From the records below, copy out each line that has the word "Send".

+++ DATA FOR THIS EXERCISE

//! Department repository.

use std::future::Future;

use diesel::dsl::now;
use diesel::prelude::*;
use diesel_async::RunQueryDsl;
use uuid::Uuid;

use crate::model::{Department, NewDepartment, UpdateDepartment};
use crate::{PgConnection, PgError, PgResult, schema};

/// Repository for department database operations.
pub trait DepartmentRepository {
    /// Creates a new department.
    fn create_department(
        &mut self,
        department: NewDepartment,
    ) -> impl Future<Output = PgResult<Department>> + Send;

    /// Finds a department within an institution.
    fn find_department(
        &mut self,
        institution_id: Uuid,
        department_id: Uuid,
    ) -> impl Future<Output = PgResult<Option<Department>>> + Send;

    /// Lists the institution's departments ordered by name.
    fn list_departments(
        &mut self,
        institution_id: Uuid,
    ) -> impl Future<Output = PgResult<Vec<Department>>> + Send;

    /// Renames a department.
    fn update_department(
        &mut self,
        institution_id: Uuid,
        department_id: Uuid,
        changes: UpdateDepartment,
    ) -> impl Future<Output = PgResult<Department>> + Send;

    /// Soft deletes a department and detaches its members.
    fn delete_department(
        &mut self,
        institution_id: Uuid,
        department_id: Uuid,
    ) -> impl Future<Output = PgResult<()>> + Send;
}

impl DepartmentRepository for PgConnection {
    async fn create_department(&mut self, department: NewDepartment) -> PgResult<Department> {
        use schema::departments;

        let department = diesel::insert_into(departments::table)
            .values(&department)
            .returning(Department::as_returning())
            .get_result(self)
            .await
            .map_err(PgError::from)?;

        Ok(department)
    }

    async fn find_department(
        &mut self,
        inst_id: Uuid,
        department_id: Uuid,
    ) -> PgResult<Option<Department>> {
        use schema::departments::dsl::*;

        let department = departments
            .filter(id.eq(department_id))
            .filter(institution_id.eq(inst_id))
            .filter(deleted_at.is_null())
            .select(Department::as_select())
            .first(self)
            .await
            .optional()
            .map_err(PgError::from)?;

        Ok(department)
    }

    async fn list_departments(&mut self, inst_id: Uuid) -> PgResult<Vec<Department>> {
        use schema::departments::dsl::*;

        let list = departments
            .filter(institution_id.eq(inst_id))
            .filter(deleted_at.is_null())
            .select(Department::as_select())
            .order(name.asc())
            .load(self)
            .await
            .map_err(PgError::from)?;

        Ok(list)
    }

    async fn update_department(
        &mut self,
        inst_id: Uuid,
        department_id: Uuid,
        changes: UpdateDepartment,
    ) -> PgResult<Department> {
        use schema::departments::dsl::*;

        let department = diesel::update(departments)
            .filter(id.eq(department_id))
            .filter(institution_id.eq(inst_id))
            .filter(deleted_at.is_null())
            .set((&changes, updated_at.eq(now)))
            .returning(Department::as_returning())
            .get_result(self)
            .await
            .map_err(PgError::from)?;

        Ok(department)
    }

    async fn delete_department(&mut self, inst_id: Uuid, department_id: Uuid) -> PgResult<()> {
        use schema::{departments, institution_users};

        diesel::update(institution_users::table)
            .filter(institution_users::department_id.eq(department_id))
            .set(institution_users::department_id.eq(None::<Uuid>))
            .execute(self)
            .await
            .map_err(PgError::from)?;

        diesel::update(departments::table)
            .filter(departments::id.eq(department_id))
            .filter(departments::institution_id.eq(inst_id))
            .filter(departments::deleted_at.is_null())
            .set(departments::deleted_at.eq(now))
            .execute(self)
            .await
            .map_err(PgError::from)?;

        Ok(())
    }
}
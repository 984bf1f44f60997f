//! Response types for HTTP handlers.

use authz_postgres::types::{OffsetPage, OffsetPagination};
use schemars::JsonSchema;
use serde::{Deserialize, Serialize};

mod departments;
mod errors;
mod imports;
mod institution_users;
mod institutions;
mod monitors;
mod privileges;
mod roles;
mod vacations;

pub use departments::*;
pub use errors::*;
pub use imports::*;
pub use institution_users::*;
pub use institutions::*;
pub use monitors::*;
pub use privileges::*;
pub use roles::*;
pub use vacations::*;

/// Generic paginated response wrapper.
///
/// Offsets index into the filtered result set. `total` is present when the
/// listing counted matching rows.
#[derive(Debug, Clone, Serialize, Deserialize, JsonSchema)]
#[schemars(rename = "{T}sPage")]
#[serde(rename_all = "camelCase")]
pub struct Page<T> {
    /// Items in this page.
    pub items: Vec<T>,
    /// Total count of items matching the query (if requested).
    #[serde(skip_serializing_if = "Option::is_none")]
    pub total: Option<i64>,
    /// Number of skipped items.
    pub offset: i64,
    /// Maximum number of items in this page.
    pub limit: i64,
}

impl<T> Page<T> {
    /// Creates an empty page with no items.
    pub fn empty(pagination: OffsetPagination) -> Self {
        Self {
            items: Vec::new(),
            total: Some(0),
            offset: pagination.offset,
            limit: pagination.limit,
        }
    }

    /// Returns true if items exist past this page.
    pub fn has_more(&self) -> bool {
        self.total
            .is_some_and(|total| self.offset + (self.items.len() as i64) < total)
    }

    /// Creates a page from an offset page, mapping items using the provided function.
    pub fn from_offset_page<M, F>(page: OffsetPage<M>, pagination: OffsetPagination, f: F) -> Self
    where
        F: FnMut(M) -> T,
    {
        Self {
            items: page.items.into_iter().map(f).collect(),
            total: page.total,
            offset: pagination.offset,
            limit: pagination.limit,
        }
    }
}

++++++

### ANSWER FOR THIS EXERCISE
    ) -> impl Future<Output = PgResult<Department>> + Send;
    ) -> impl Future<Output = PgResult<Option<Department>>> + Send;
    ) -> impl Future<Output = PgResult<Vec<Department>>> + Send;
    ) -> impl Future<Output = PgResult<Department>> + Send;
    ) -> impl Future<Output = PgResult<()>> + Send;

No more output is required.